Aim of the exercise: Whenever the word "backend" appears in a line of the listing, copy that line.

*** Records for this exercise ***

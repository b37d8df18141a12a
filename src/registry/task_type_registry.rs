//! # Task Type Registry
//!
//! Per-type retry policy (`max_attempts`, `retry_backoff_seconds`) backed by
//! the store and cached in memory. Types are registered by administrators or
//! seeded from configuration at startup; the worker path only reads them.

use chrono::Utc;
use dashmap::DashMap;
use std::sync::Arc;
use tracing::{debug, info};

use crate::config::TaskTypeConfig;
use crate::error::{Result, TaskQueueError};
use crate::models::{NewTaskType, TaskType};
use crate::store::TaskStore;

#[derive(Clone)]
pub struct TaskTypeRegistry {
    store: Arc<dyn TaskStore>,
    cache: Arc<DashMap<String, TaskType>>,
}

impl TaskTypeRegistry {
    pub fn new(store: Arc<dyn TaskStore>) -> Self {
        Self {
            store,
            cache: Arc::new(DashMap::new()),
        }
    }

    /// Register or update a task type
    pub async fn register(
        &self,
        name: &str,
        max_attempts: i32,
        retry_backoff_seconds: i64,
    ) -> Result<TaskType> {
        self.register_type(NewTaskType::new(name, max_attempts, retry_backoff_seconds))
            .await
    }

    pub async fn register_type(&self, task_type: NewTaskType) -> Result<TaskType> {
        task_type.validate()?;
        let stored = self.store.upsert_task_type(task_type).await?;
        info!(
            task_type = %stored.name,
            max_attempts = stored.max_attempts,
            retry_backoff_seconds = stored.retry_backoff_seconds,
            "Task type registered"
        );
        self.cache.insert(stored.name.clone(), stored.clone());
        Ok(stored)
    }

    /// Look up a type, falling back to the store on a cache miss
    pub async fn get(&self, name: &str) -> Result<TaskType> {
        if let Some(cached) = self.cache.get(name) {
            return Ok(cached.clone());
        }

        let task_type = self
            .store
            .find_task_type(name)
            .await?
            .ok_or_else(|| TaskQueueError::InvalidTaskType(name.to_string()))?;
        self.cache.insert(task_type.name.clone(), task_type.clone());
        Ok(task_type)
    }

    pub async fn list(&self) -> Result<Vec<TaskType>> {
        self.store.list_task_types().await
    }

    /// Replace the cache with the store's current contents
    pub async fn load(&self) -> Result<usize> {
        let task_types = self.store.list_task_types().await?;
        self.cache.clear();
        for task_type in task_types {
            self.cache.insert(task_type.name.clone(), task_type);
        }
        debug!(count = self.cache.len(), "Task type cache refreshed");
        Ok(self.cache.len())
    }

    /// Upsert every configured type
    pub async fn seed(&self, task_types: &[TaskTypeConfig]) -> Result<Vec<TaskType>> {
        let mut seeded = Vec::with_capacity(task_types.len());
        for config in task_types {
            seeded.push(self.register_type(NewTaskType::from(config)).await?);
        }
        info!(
            count = seeded.len(),
            seeded_at = %Utc::now().to_rfc3339(),
            "Task types seeded from configuration"
        );
        Ok(seeded)
    }

    pub fn cached_names(&self) -> Vec<String> {
        let mut names: Vec<String> = self.cache.iter().map(|e| e.key().clone()).collect();
        names.sort();
        names
    }
}
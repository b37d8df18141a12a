//! # Worker Loop
//!
//! Claims batches of ready tasks, runs their processors with bounded
//! parallelism and records each outcome. Handler errors and panics never
//! escape the loop; they become `failed` transitions with the message stored
//! as `last_error`.
//!
//! The loop wakes on the poll interval, on an in-process enqueue signal or on
//! a PostgreSQL notification forwarded to the same [`Notify`], whichever comes
//! first.

use futures::future::{join_all, FutureExt};
use std::panic::AssertUnwindSafe;
use std::sync::atomic::{AtomicBool, Ordering};
use std::sync::Arc;
use std::time::Duration;
use tokio::sync::{Notify, Semaphore};
use tokio::task::JoinHandle;
use tracing::{debug, error, info, instrument, warn};

use crate::config::WorkerConfig;
use crate::error::{Result, TaskQueueError};
use crate::logging::log_task_operation;
use crate::models::Task;
use crate::registry::ProcessorRegistry;
use crate::store::TaskStore;

/// Counts for one `run_once` iteration
#[derive(Debug, Clone, Copy, Default, PartialEq, Eq)]
pub struct BatchOutcome {
    pub claimed: usize,
    pub completed: usize,
    pub failed: usize,
    /// Tasks whose outcome could not be recorded (store error or a
    /// concurrent cancellation)
    pub skipped: usize,
}

#[derive(Debug, Clone, Copy, PartialEq, Eq)]
enum TaskOutcome {
    Completed,
    Failed,
    Skipped,
}

pub struct TaskWorker {
    worker_id: String,
    store: Arc<dyn TaskStore>,
    processors: ProcessorRegistry,
    config: WorkerConfig,
    wake: Arc<Notify>,
    shutdown: Arc<Notify>,
    running: Arc<AtomicBool>,
    concurrency: Arc<Semaphore>,
}

impl TaskWorker {
    pub fn new(
        store: Arc<dyn TaskStore>,
        processors: ProcessorRegistry,
        config: WorkerConfig,
        wake: Arc<Notify>,
    ) -> Self {
        let worker_id = config.resolved_worker_id();
        let concurrency = Arc::new(Semaphore::new(config.max_concurrency.max(1)));
        Self {
            worker_id,
            store,
            processors,
            config,
            wake,
            shutdown: Arc::new(Notify::new()),
            running: Arc::new(AtomicBool::new(false)),
            concurrency,
        }
    }

    pub fn worker_id(&self) -> &str {
        &self.worker_id
    }

    pub fn is_running(&self) -> bool {
        self.running.load(Ordering::Acquire)
    }

    /// Claim one batch and drive every claimed task to an outcome.
    ///
    /// Returns once all tasks of the batch have finished.
    #[instrument(skip(self), fields(worker_id = %self.worker_id))]
    pub async fn run_once(&self) -> Result<BatchOutcome> {
        let tasks = self
            .store
            .claim_batch(&self.worker_id, self.config.batch_size)
            .await?;

        let mut outcome = BatchOutcome {
            claimed: tasks.len(),
            ..BatchOutcome::default()
        };
        if tasks.is_empty() {
            return Ok(outcome);
        }

        let mut handles = Vec::with_capacity(tasks.len());
        for task in tasks {
            let permit = self
                .concurrency
                .clone()
                .acquire_owned()
                .await
                .map_err(|_| {
                    TaskQueueError::ConfigurationError(
                        "worker concurrency limiter closed".to_string(),
                    )
                })?;
            let store = self.store.clone();
            let processors = self.processors.clone();

            handles.push(tokio::spawn(async move {
                let outcome = execute_task(store.as_ref(), &processors, task).await;
                drop(permit);
                outcome
            }));
        }

        for result in join_all(handles).await {
            match result {
                Ok(TaskOutcome::Completed) => outcome.completed += 1,
                Ok(TaskOutcome::Failed) => outcome.failed += 1,
                Ok(TaskOutcome::Skipped) => outcome.skipped += 1,
                Err(e) => {
                    error!(error = %e, "Task execution join error");
                    outcome.skipped += 1;
                }
            }
        }

        debug!(
            claimed = outcome.claimed,
            completed = outcome.completed,
            failed = outcome.failed,
            skipped = outcome.skipped,
            "Batch finished"
        );
        Ok(outcome)
    }

    /// Loop over `run_once` until [`request_stop`](Self::request_stop)
    pub async fn run(&self) -> Result<()> {
        if self.running.swap(true, Ordering::AcqRel) {
            return Err(TaskQueueError::ValidationError(format!(
                "Worker {} is already running",
                self.worker_id
            )));
        }
        self.run_loop().await
    }

    /// Ask the loop to exit after the current batch
    pub fn request_stop(&self) {
        self.running.store(false, Ordering::Release);
        // notify_one keeps a permit when the loop is not waiting yet
        self.shutdown.notify_one();
    }

    /// Run the loop on its own tokio task
    pub fn start(self) -> WorkerHandle {
        let shutdown_timeout = self.config.shutdown_timeout();
        self.running.store(true, Ordering::Release);
        let worker = Arc::new(self);
        let loop_worker = worker.clone();
        let join = tokio::spawn(async move { loop_worker.run_loop().await });

        WorkerHandle {
            worker,
            join,
            listener: None,
            shutdown_timeout,
        }
    }

    async fn run_loop(&self) -> Result<()> {
        info!(
            worker_id = %self.worker_id,
            batch_size = self.config.batch_size,
            max_concurrency = self.config.max_concurrency,
            poll_interval_ms = self.config.poll_interval_ms,
            "Worker loop started"
        );

        while self.is_running() {
            let wait = match self.run_once().await {
                // A full batch suggests more work is waiting
                Ok(outcome) if outcome.claimed as u64 >= u64::from(self.config.batch_size) => {
                    Duration::ZERO
                }
                Ok(_) => self.config.poll_interval(),
                Err(e) => {
                    error!(worker_id = %self.worker_id, error = %e, "Batch processing failed");
                    self.config.poll_interval()
                }
            };

            if !self.is_running() {
                break;
            }
            if wait.is_zero() {
                continue;
            }

            tokio::select! {
                _ = tokio::time::sleep(wait) => {},
                _ = self.wake.notified() => {
                    debug!(worker_id = %self.worker_id, "Woken by enqueue notification");
                },
                _ = self.shutdown.notified() => {
                    debug!(worker_id = %self.worker_id, "Shutdown notification received");
                    break;
                }
            }
        }

        self.running.store(false, Ordering::Release);
        info!(worker_id = %self.worker_id, "Worker loop stopped");
        Ok(())
    }
}

/// Handle to a worker loop started with [`TaskWorker::start`]
pub struct WorkerHandle {
    worker: Arc<TaskWorker>,
    join: JoinHandle<Result<()>>,
    /// Notification forwarder owned by this worker, aborted on stop
    listener: Option<JoinHandle<()>>,
    shutdown_timeout: Duration,
}

impl WorkerHandle {
    pub(crate) fn with_listener(mut self, listener: Option<JoinHandle<()>>) -> Self {
        self.listener = listener;
        self
    }

    pub fn worker_id(&self) -> &str {
        self.worker.worker_id()
    }

    pub fn is_finished(&self) -> bool {
        self.join.is_finished()
    }

    /// Stop the loop and wait for in-flight tasks, bounded by the shutdown timeout
    pub async fn stop(self) -> Result<()> {
        info!(worker_id = %self.worker.worker_id(), "Stopping worker");
        if let Some(listener) = &self.listener {
            listener.abort();
        }
        self.worker.request_stop();

        match tokio::time::timeout(self.shutdown_timeout, self.join).await {
            Ok(Ok(result)) => result,
            Ok(Err(e)) => Err(TaskQueueError::ValidationError(format!(
                "Worker task ended abnormally: {e}"
            ))),
            Err(_) => {
                warn!(
                    worker_id = %self.worker.worker_id(),
                    timeout_seconds = self.shutdown_timeout.as_secs(),
                    "Worker did not stop within timeout"
                );
                Err(TaskQueueError::Timeout(
                    "Worker stop timeout exceeded".to_string(),
                ))
            }
        }
    }
}

async fn execute_task(store: &dyn TaskStore, processors: &ProcessorRegistry, task: Task) -> TaskOutcome {
    let task_id = task.id;

    let task = match store.mark_processing(task_id).await {
        Ok(task) => task,
        Err(e) => {
            warn!(task_id = %task_id, error = %e, "Could not start claimed task");
            return TaskOutcome::Skipped;
        }
    };

    match run_processor(processors, &task).await {
        Ok(()) => match store.mark_completed(task_id).await {
            Ok(done) => {
                log_task_operation("complete", task_id, &done.task_type, done.status.as_str(), None);
                TaskOutcome::Completed
            }
            Err(e) => record_error(task_id, "complete", &e),
        },
        Err(failure) => {
            let message = last_error_text(&failure);
            match store.mark_failed(task_id, &message).await {
                Ok(failed) => {
                    if failed.retries_exhausted() {
                        warn!(
                            task_id = %task_id,
                            task_type = %failed.task_type,
                            attempts = failed.attempts,
                            last_error = %message,
                            "Task exhausted its retries and needs manual intervention"
                        );
                    } else {
                        log_task_operation(
                            "fail",
                            task_id,
                            &failed.task_type,
                            failed.status.as_str(),
                            Some(&message),
                        );
                    }
                    TaskOutcome::Failed
                }
                Err(e) => record_error(task_id, "fail", &e),
            }
        }
    }
}

/// Resolve and invoke the processor, turning errors and panics into typed failures
async fn run_processor(processors: &ProcessorRegistry, task: &Task) -> Result<()> {
    let processor = processors.resolve(&task.task_type)?;
    let failure = match AssertUnwindSafe(processor.process(task)).catch_unwind().await {
        Ok(Ok(())) => return Ok(()),
        Ok(Err(e)) => format!("{e:#}"),
        Err(panic) => panic_message(panic.as_ref()),
    };
    Err(TaskQueueError::HandlerError {
        task_type: task.task_type.clone(),
        message: failure,
    })
}

/// Text stored as `last_error`: the handler's own message, or the error itself
fn last_error_text(error: &TaskQueueError) -> String {
    match error {
        TaskQueueError::HandlerError { message, .. } => message.clone(),
        other => other.to_string(),
    }
}

fn record_error(task_id: uuid::Uuid, operation: &str, error: &TaskQueueError) -> TaskOutcome {
    if error.is_invalid_transition() {
        // Typically cancelled while the handler was running
        info!(task_id = %task_id, operation, error = %error, "Dropping outcome for task");
    } else {
        error!(task_id = %task_id, operation, error = %error, "Failed to record task outcome");
    }
    TaskOutcome::Skipped
}

fn panic_message(panic: &(dyn std::any::Any + Send)) -> String {
    if let Some(message) = panic.downcast_ref::<&str>() {
        format!("handler panicked: {message}")
    } else if let Some(message) = panic.downcast_ref::<String>() {
        format!("handler panicked: {message}")
    } else {
        "handler panicked".to_string()
    }
}

#[cfg(test)]
mod tests {
    use super::*;
    use crate::models::NewTask;
    use chrono::Utc;
    use serde_json::json;

    #[tokio::test]
    async fn test_processor_failures_are_typed() {
        let processors = ProcessorRegistry::new();
        let task = Task::from_new(NewTask::new("EMIT_DOC", json!({})), Utc::now());

        let missing = run_processor(&processors, &task).await.unwrap_err();
        assert_eq!(missing, TaskQueueError::ProcessorNotFound("EMIT_DOC".to_string()));
        assert_eq!(last_error_text(&missing), missing.to_string());

        processors.register_fn("EMIT_DOC", |_task| {
            async { Err(anyhow::anyhow!("boom").context("emitting document")) }.boxed()
        });
        let failed = run_processor(&processors, &task).await.unwrap_err();
        assert_eq!(
            failed,
            TaskQueueError::HandlerError {
                task_type: "EMIT_DOC".to_string(),
                message: "emitting document: boom".to_string(),
            }
        );
        assert_eq!(last_error_text(&failed), "emitting document: boom");
    }

    #[test]
    fn test_panic_message() {
        let boxed: Box<dyn std::any::Any + Send> = Box::new("boom");
        assert_eq!(panic_message(boxed.as_ref()), "handler panicked: boom");

        let boxed: Box<dyn std::any::Any + Send> = Box::new(String::from("kaput"));
        assert_eq!(panic_message(boxed.as_ref()), "handler panicked: kaput");

        let boxed: Box<dyn std::any::Any + Send> = Box::new(7_u8);
        assert_eq!(panic_message(boxed.as_ref()), "handler panicked");
    }
}
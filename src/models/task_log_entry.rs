use chrono::{DateTime, Utc};
use serde::{Deserialize, Serialize};
use std::fmt;
use uuid::Uuid;

#[derive(Debug, Clone, Copy, PartialEq, Eq, Hash, Serialize, Deserialize)]
#[serde(rename_all = "snake_case")]
pub enum LogLevel {
    Info,
    Error,
}

impl LogLevel {
    pub fn as_str(&self) -> &'static str {
        match self {
            Self::Info => "info",
            Self::Error => "error",
        }
    }
}

impl fmt::Display for LogLevel {
    fn fmt(&self, f: &mut fmt::Formatter<'_>) -> fmt::Result {
        f.write_str(self.as_str())
    }
}

impl std::str::FromStr for LogLevel {
    type Err = String;

    fn from_str(s: &str) -> Result<Self, Self::Err> {
        match s {
            "info" => Ok(Self::Info),
            "error" => Ok(Self::Error),
            _ => Err(format!("Invalid log level: {s}")),
        }
    }
}

/// One row of a task's append-only execution history (`task_logs` table)
#[derive(Debug, Clone, PartialEq, Serialize, Deserialize)]
pub struct TaskLogEntry {
    pub id: i64,
    pub task_id: Uuid,
    pub level: LogLevel,
    pub message: String,
    pub recorded_at: DateTime<Utc>,
}

#[derive(Debug, Clone, PartialEq, Serialize, Deserialize)]
pub struct NewTaskLogEntry {
    pub task_id: Uuid,
    pub level: LogLevel,
    pub message: String,
}
//! # Task Store
//!
//! Durable task rows, the atomic claim, status transitions and retry
//! bookkeeping. [`TaskStore`] is the seam between the queue and its backend:
//!
//! - [`PgTaskStore`]: PostgreSQL through sqlx, safe across processes
//! - [`InMemoryTaskStore`]: a single mutex-guarded map, safe within one process
//!
//! Every implementation routes status changes through
//! [`TaskStateMachine`](crate::state_machine::TaskStateMachine) and appends
//! the significant ones to the [`TaskLog`].

pub mod memory;
pub mod postgres;

use async_trait::async_trait;
use chrono::{DateTime, Utc};
use uuid::Uuid;

use crate::error::{Result, TaskQueueError};
use crate::models::{
    LogLevel, NewTask, NewTaskType, Page, PageRequest, QueueMetrics, Task, TaskDependency,
    TaskFilter, TaskLogEntry, TaskType,
};
use crate::state_machine::{TaskEvent, TaskStateMachine};
use crate::task_log::TaskLog;

pub use memory::{InMemoryTaskLogSink, InMemoryTaskStore};
pub use postgres::{spawn_enqueue_listener, PgTaskLogSink, PgTaskStore, ENQUEUE_CHANNEL};

#[async_trait]
pub trait TaskStore: Send + Sync {
    /// Persist a new `pending` task. Unknown types are rejected before any write.
    async fn enqueue(&self, new_task: NewTask) -> Result<Task>;

    /// Atomically move up to `limit` claimable tasks to `claimed` for `worker_id`.
    ///
    /// Concurrent callers receive disjoint sets; losing a race yields fewer rows.
    async fn claim_batch(&self, worker_id: &str, limit: u32) -> Result<Vec<Task>>;

    /// `claimed -> processing`, counting the attempt
    async fn mark_processing(&self, task_id: Uuid) -> Result<Task>;

    /// `processing -> completed`
    async fn mark_completed(&self, task_id: Uuid) -> Result<Task>;

    /// `processing -> failed`, scheduling a retry unless attempts are exhausted
    async fn mark_failed(&self, task_id: Uuid, error_message: &str) -> Result<Task>;

    /// Any non-terminal status `-> cancelled`
    async fn cancel(&self, task_id: Uuid) -> Result<Task>;

    async fn find(&self, task_id: Uuid) -> Result<Option<Task>>;

    /// Filtered listing, newest first
    async fn list(&self, filter: &TaskFilter, page: PageRequest) -> Result<Page<Task>>;

    /// Task counts per status across the whole queue
    async fn metrics(&self) -> Result<QueueMetrics>;

    async fn upsert_task_type(&self, task_type: NewTaskType) -> Result<TaskType>;

    async fn find_task_type(&self, name: &str) -> Result<Option<TaskType>>;

    async fn list_task_types(&self) -> Result<Vec<TaskType>>;

    /// Create `specs` so that each task depends on its predecessor; all or nothing
    async fn create_chain(&self, specs: Vec<NewTask>) -> Result<Vec<Task>>;

    /// Add the edge `task_id -> depends_on`, rejecting self-edges and cycles
    async fn add_dependency(&self, task_id: Uuid, depends_on: Uuid) -> Result<TaskDependency>;

    async fn dependencies_of(&self, task_id: Uuid) -> Result<Vec<TaskDependency>>;

    /// Whether every prerequisite of `task_id` has completed
    async fn is_satisfied(&self, task_id: Uuid) -> Result<bool>;

    fn task_log(&self) -> &TaskLog;

    async fn log_entries(&self, task_id: Uuid) -> Result<Vec<TaskLogEntry>> {
        self.task_log().entries(task_id).await
    }
}

/// Error for a conditional update that matched no row.
///
/// `current` is the row as re-read after the update; a missing row means the
/// task does not exist, otherwise the state machine explains the rejection.
pub(crate) fn rejected_transition(
    task_id: Uuid,
    current: Option<&Task>,
    event: &TaskEvent,
) -> TaskQueueError {
    match current {
        None => TaskQueueError::TaskNotFound(task_id),
        Some(task) => match TaskStateMachine::determine_target_state(task, event) {
            Err(err) => err,
            // The row moved between the update and the re-read
            Ok(_) => TaskQueueError::InvalidTransition {
                task_id,
                from: task.status,
                event: event.event_type(),
            },
        },
    }
}

/// Append the log entry for a transition that has just been persisted
pub(crate) async fn record_transition(log: &TaskLog, task: &Task, event: &TaskEvent) {
    let (level, message) = match event {
        TaskEvent::Claim => (
            LogLevel::Info,
            format!(
                "Claimed by {} for attempt {}",
                task.claimed_by.as_deref().unwrap_or("unknown worker"),
                task.attempts + 1
            ),
        ),
        // Entering processing is implied by the claim entry
        TaskEvent::Start => return,
        TaskEvent::Complete => (
            LogLevel::Info,
            format!("Task completed after {} attempt(s)", task.attempts),
        ),
        TaskEvent::Fail(error) => (LogLevel::Error, failure_message(task, error)),
        TaskEvent::Cancel => (LogLevel::Info, "Task cancelled".to_string()),
    };

    log.append(task.id, level, message).await;
}

fn failure_message(task: &Task, error: &str) -> String {
    match task.next_attempt_at {
        Some(retry_at) => format!(
            "Attempt {} failed: {error}. Retry scheduled for {}",
            task.attempts,
            retry_at.to_rfc3339()
        ),
        None => format!(
            "Attempt {} failed: {error}. Retries exhausted, manual intervention required",
            task.attempts
        ),
    }
}

/// Failure bookkeeping shared by both stores: returns `(next_attempt_at, completed_at)`
pub(crate) fn failure_schedule(
    attempts: i32,
    task_type: &TaskType,
    backoff: &crate::backoff::BackoffPolicy,
    now: DateTime<Utc>,
) -> (Option<DateTime<Utc>>, Option<DateTime<Utc>>) {
    if attempts >= task_type.max_attempts {
        (None, Some(now))
    } else {
        let retry_at = now
            .checked_add_signed(backoff.delay_for(task_type, attempts))
            .unwrap_or(DateTime::<Utc>::MAX_UTC);
        (Some(retry_at), None)
    }
}
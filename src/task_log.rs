//! # Task Log
//!
//! Append-only execution history per task. Writes are best effort: a sink
//! failure is reported through tracing and never rolls back the transition
//! that produced the entry.

use async_trait::async_trait;
use std::sync::Arc;
use tracing::error;
use uuid::Uuid;

use crate::error::Result;
use crate::models::{LogLevel, NewTaskLogEntry, TaskLogEntry};

/// Persistence backend for log entries
#[async_trait]
pub trait TaskLogSink: Send + Sync {
    async fn write(&self, entry: NewTaskLogEntry) -> Result<()>;

    /// Entries for a task, oldest first
    async fn entries_for(&self, task_id: Uuid) -> Result<Vec<TaskLogEntry>>;
}

#[derive(Clone)]
pub struct TaskLog {
    sink: Arc<dyn TaskLogSink>,
}

impl std::fmt::Debug for TaskLog {
    fn fmt(&self, f: &mut std::fmt::Formatter<'_>) -> std::fmt::Result {
        f.debug_struct("TaskLog").finish_non_exhaustive()
    }
}

impl TaskLog {
    pub fn new(sink: Arc<dyn TaskLogSink>) -> Self {
        Self { sink }
    }

    /// Record an entry; failures are logged and swallowed
    pub async fn append(&self, task_id: Uuid, level: LogLevel, message: impl Into<String>) {
        let message = message.into();
        let entry = NewTaskLogEntry {
            task_id,
            level,
            message: message.clone(),
        };

        if let Err(e) = self.sink.write(entry).await {
            error!(
                task_id = %task_id,
                level = %level,
                log_message = %message,
                error = %e,
                "Failed to append task log entry"
            );
        }
    }

    pub async fn info(&self, task_id: Uuid, message: impl Into<String>) {
        self.append(task_id, LogLevel::Info, message).await;
    }

    pub async fn error(&self, task_id: Uuid, message: impl Into<String>) {
        self.append(task_id, LogLevel::Error, message).await;
    }

    pub async fn entries(&self, task_id: Uuid) -> Result<Vec<TaskLogEntry>> {
        self.sink.entries_for(task_id).await
    }
}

***

Task answer:
//! bookkeeping. [`TaskStore`] is the seam between the queue and its backend:
/// Persistence backend for log entries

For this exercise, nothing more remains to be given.